- Place of origin: Iran

Service history
- In service: 2015–present
- Used by: See Users
- Wars: Possibly Yemeni Civil War (2015–present)

Production history
- Variants: See Variants

Specifications
- Engine: Turbojet
- Operational range: 700 km
- Launch platform: Aircraft

= Ya-Ali (missile) =

Iranian air-launched cruise missile

The Ya-Ali (Persian: یاعلی) is an air-launched cruise missile (ALCM) built by Iran. The missile was first unveiled on 11 May 2014 when Iranian leader Grand Ayatollah Ali Khamenei visited the Aerospace Force of the Army of the Guardians of the Islamic Revolution. According to Janes Defence, the missile has a jet engine inlet and possibly uses a version of the Toloue-4 turbojet or different Toloue 10 or 13 engines Iran produces for its longer-range anti-ship missiles and it is reported to have a range of 700 km. On February 7, 2015, Iran's Deputy Defense Minister Mohammad Eslami announced that the missile could previously be launched from only Mirage type fighter planes but it can now be launched from every fighter plane that Iran owns. It is named after a Shi'i religious expression beseeching imam Ali.

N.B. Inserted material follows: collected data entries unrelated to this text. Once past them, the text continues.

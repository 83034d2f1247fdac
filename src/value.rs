//! The tagged value representation and the interpreter context that owns
//! every heap arena, the symbol table, and the global environment.

use std::fmt;

use crate::error::LispError;
use crate::heap::Heap;

/// Index of an interned symbol name in the interpreter's `SymbolTable`.
///
/// Two `SymbolId`s compare equal iff `intern` returned the same id for the
/// same name, which realizes pointer-identity comparison for symbols without
/// any raw pointers.
#[derive(Debug, Clone, Copy, PartialEq, Eq, Hash)]
pub struct SymbolId(pub u32);

/// Index of a cons cell in `Heap::pairs`. Shared by `Atom::Cons`,
/// `Atom::Closure` and `Atom::Macro` — the arena slot layout is identical,
/// only the tag differs.
#[derive(Debug, Clone, Copy, PartialEq, Eq, Hash)]
pub struct PairId(pub u32);

/// Index of a managed string buffer in `Heap::strings`.
#[derive(Debug, Clone, Copy, PartialEq, Eq, Hash)]
pub struct StringId(pub u32);

/// A built-in function pointer. Takes the interpreter context (since
/// several builtins, like `eval` and `apply`, recurse back into the
/// evaluator) and the already-evaluated argument list.
pub type Builtin = fn(&mut Interp, &[Atom]) -> Result<Atom, LispError>;

/// A tagged atom. `Copy` throughout: every variant is either unit or a small
/// arena index, so values move around the evaluator as cheaply as a raw
/// pointer would, without unsafe code.
#[derive(Debug, Clone, Copy, PartialEq)]
pub enum Atom {
    Nil,
    Num(f64),
    Sym(SymbolId),
    Str(StringId),
    Cons(PairId),
    Closure(PairId),
    Macro(PairId),
    Builtin(Builtin),
}

impl Atom {
    pub fn is_nil(&self) -> bool {
        matches!(self, Atom::Nil)
    }

    /// Arc truthiness: everything but `nil` is true.
    pub fn is_truthy(&self) -> bool {
        !self.is_nil()
    }

    pub fn type_name(&self) -> &'static str {
        match self {
            Atom::Nil => "symbol",
            Atom::Num(_) => "number",
            Atom::Sym(_) => "symbol",
            Atom::Str(_) => "string",
            Atom::Cons(_) => "cons",
            Atom::Closure(_) => "closure",
            Atom::Macro(_) => "macro",
            Atom::Builtin(_) => "builtin",
        }
    }
}

impl fmt::Display for Atom {
    fn fmt(&self, f: &mut fmt::Formatter<'_>) -> fmt::Result {
        // Real printing needs heap access for Sym/Str/Cons and lives in
        // printer.rs; this impl only covers the atoms that carry their own
        // data, for use in error messages and debug contexts.
        match self {
            Atom::Nil => write!(f, "nil"),
            Atom::Num(n) => write!(f, "{}", crate::printer::format_number(*n)),
            Atom::Builtin(_) => write!(f, "#<builtin>"),
            Atom::Closure(_) => write!(f, "#<closure>"),
            Atom::Macro(_) => write!(f, "#<macro>"),
            Atom::Sym(_) | Atom::Str(_) | Atom::Cons(_) => write!(f, "#<atom>"),
        }
    }
}

/// Cached ids for the symbols the evaluator dispatches on by identity,
/// resolved once at startup instead of string-compared on every eval.
#[derive(Debug, Clone, Copy)]
pub struct SpecialForms {
    pub quote: SymbolId,
    pub quasiquote: SymbolId,
    pub unquote: SymbolId,
    pub unquote_splicing: SymbolId,
    pub assign: SymbolId,
    pub fn_: SymbolId,
    pub if_: SymbolId,
    pub mac: SymbolId,
    pub while_: SymbolId,
    pub t: SymbolId,
    pub o: SymbolId,
}

/// The single context value threaded through every operation that can
/// allocate: heap arenas, symbol table (owned by `Heap`), the global
/// environment, and the cached special-form ids.
pub struct Interp {
    pub heap: Heap,
    pub global_env: Atom,
    pub special: SpecialForms,
}

impl Interp {
    /// Build a fresh interpreter: empty heap, a global environment, the
    /// special-form symbols interned and cached, and every builtin bound.
    pub fn new() -> Self {
        let mut heap = Heap::new();
        let global_env = crate::env::env_create(&mut heap, Atom::Nil);
        let special = SpecialForms {
            quote: heap.intern("quote"),
            quasiquote: heap.intern("quasiquote"),
            unquote: heap.intern("unquote"),
            unquote_splicing: heap.intern("unquote-splicing"),
            assign: heap.intern("assign"),
            fn_: heap.intern("fn"),
            if_: heap.intern("if"),
            mac: heap.intern("mac"),
            while_: heap.intern("while"),
            t: heap.intern("t"),
            o: heap.intern("o"),
        };
        let mut interp = Interp {
            heap,
            global_env,
            special,
        };
        crate::builtins::register_all(&mut interp);
        interp
    }
}

impl Default for Interp {
    fn default() -> Self {
        Self::new()
    }
}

As an ALCM, the Ya-Ali is distinct from the ground launched cruise missiles (GLCMs) in the Houthi inventory. According to Jane's Defense Weekly, the Houthis may have used a Quds 1 GLCM in the Abha International Airport attack on 12 June 2019. This airport in southwestern Saudi Arabia is less than 200 km from the Yemeni border. The Iranian Ya-Ali has a much longer range due to being imparted with much more kinetic and potential energy when released from a fighter aircraft such as the Mirage type. The Houthis have no fighter aircraft in their inventory.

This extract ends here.